Ecart de correction en monovision

L’écart de correction entre les deux yeux ne doit pas être trop prononcé sous peine d’induire une gêne marquée en vision binoculaire. Classiquement, on considère qu’une différence supérieure à -1.50 D risque d’être mal tolérée par le patient. Un test en lentilles de contact peut être conduit avant la réalisation d’une chirurgie pour vérifier l’accoutumance du patient à une différence de correction. Le plus souvent, l’écart de correction maximum est de 2 D.  Une « myopisation » de 2 D permet à un patient de voir de près à 50 cm en théorie: en pratique, cette distance peut être plus rapprochée en raison de la profondeur de champ de l’oeil humain (0.5 D, portant ainsi la distance minimum de vision nette à 40 cm environ). L’écart de correction peut être programmé à 1.25 D pour permettre à un patient de bénéficier d’une meilleure vision intermédiaire (ordinateur, écran, partition de musique, etc.).

Choix de l’oeil pour la vision de près

Il s’agit d’une étape importante pour le succès de la monovision; classiquement, l’oeil « de près » est l’oeil « non dominant », c’est à dire l’oeil non préféré pour la vision de loin.

Le chirurgien utilise un ou plusieurs  tests pour déterminer l’oeil dominant. Un test classique consiste à demander à un patient d’ »entourer avec un cercle formé par les doigts » (main tendue) une cible éloignée. L’œil utilisé pour voir la cible est l’œil dominant. Un test voisin consiste à remettre au patient un carton perforé, et lui demandé de regarder avec un seul oeil une cible au loin. L’oeil vers lequel le patient porte le carton percé est l’oeil dominant. Enfin, on peut aussi « brouiller » la vision d’un oeil puis l’autre avec un verre de +2D. L’oeil (sensoriellement) dominant est celui qui tolère le moins bien ce « brouillage » visuel. Généralement, l’oeil droit est dominant chez les droitiers, et l’oeil gauche est dominant pour les gauchers, mais les inversions entre main dominante et oeil dominant ne sont pas rares.

Réalisation de la monovision en chirurgie réfractive

Chez le presbyte désireux de bénéficier d’une monovision, la correction de l’œil non dominant sera programmée de manière à rendre cet oeil légèrement myope. Elle sera donc calculée vis à vis de l’éventuelle correction de la vision de loin. Un oeil initialement myope pourra ainsi ne pas être corrigé, l’autre l’étant pour la correction de loin. Chez un hypermétrope, il faut surcorriger l’oeil non dominant. Le LASIK et/ou la PKR peuvent être utilisés pour la réalisation de la monovision.

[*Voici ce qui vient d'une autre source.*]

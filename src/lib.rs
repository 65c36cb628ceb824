pub mod app;
pub mod client;
pub mod effects;
pub mod errors;
pub mod handlers;
pub mod legacy;
pub mod loaders;
pub mod models;
pub mod state;
pub mod ui;

pub use app::router;
pub use client::{ApiClient, DEFAULT_API_BASE};
pub use state::AppState;
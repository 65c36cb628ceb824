use crate::handlers;
use crate::state::AppState;
use axum::{routing::get, Router};

pub fn router(state: AppState) -> Router {
    Router::new()
        .route("/", get(handlers::index))
        .route("/history", get(handlers::history))
        .route("/champions", get(handlers::champions))
        .route("/managers", get(handlers::managers))
        .route("/manager/:name", get(handlers::manager))
        .route("/tidbits", get(handlers::tidbits))
        .route("/records", get(handlers::records))
        .route("/matchups", get(handlers::matchups))
        .route("/legacy/dst/:team", get(handlers::legacy_dst))
        .route("/health", get(handlers::health))
        .with_state(state)
}
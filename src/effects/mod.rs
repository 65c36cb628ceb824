//! Decorative visual effects. Each submodule owns one effect: `spark` is a
//! frame-driven particle emitter, `ripple` a one-shot click pulse, `float` a
//! continuous hover oscillation. The page layer pulls their CSS through a
//! [`StyleRegistry`] so each rule lands in the document once.

pub mod float;
pub mod ripple;
pub mod spark;

use std::collections::HashSet;

/// Collects effect stylesheets for one document. Mirrors the id-guarded
/// `<style>` injection the effects rely on: inserting a rule under an id that
/// is already present is a no-op.
#[derive(Debug, Default)]
pub struct StyleRegistry {
    ids: HashSet<&'static str>,
    css: String,
}

impl StyleRegistry {
    pub fn new() -> Self {
        Self::default()
    }

    /// Returns true when the rule was newly added.
    pub fn insert(&mut self, id: &'static str, rules: &str) -> bool {
        if !self.ids.insert(id) {
            return false;
        }
        if !self.css.is_empty() {
            self.css.push('\n');
        }
        self.css.push_str(rules);
        true
    }

    pub fn css(&self) -> &str {
        &self.css
    }
}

L’ implant KAMRA (Acufocus) est une technique qui s’apparente à une monovision où la vision de loin de l’oeil non dominant (implanté) sera plus nette que celle d’un oeil simplement myopisé. Elle est intéressante pour les patients qui ne tolèrent pas bien la monovision « brute », et qui ne présentent pas de contre indication à l’insertion d’un implant intra cornéen.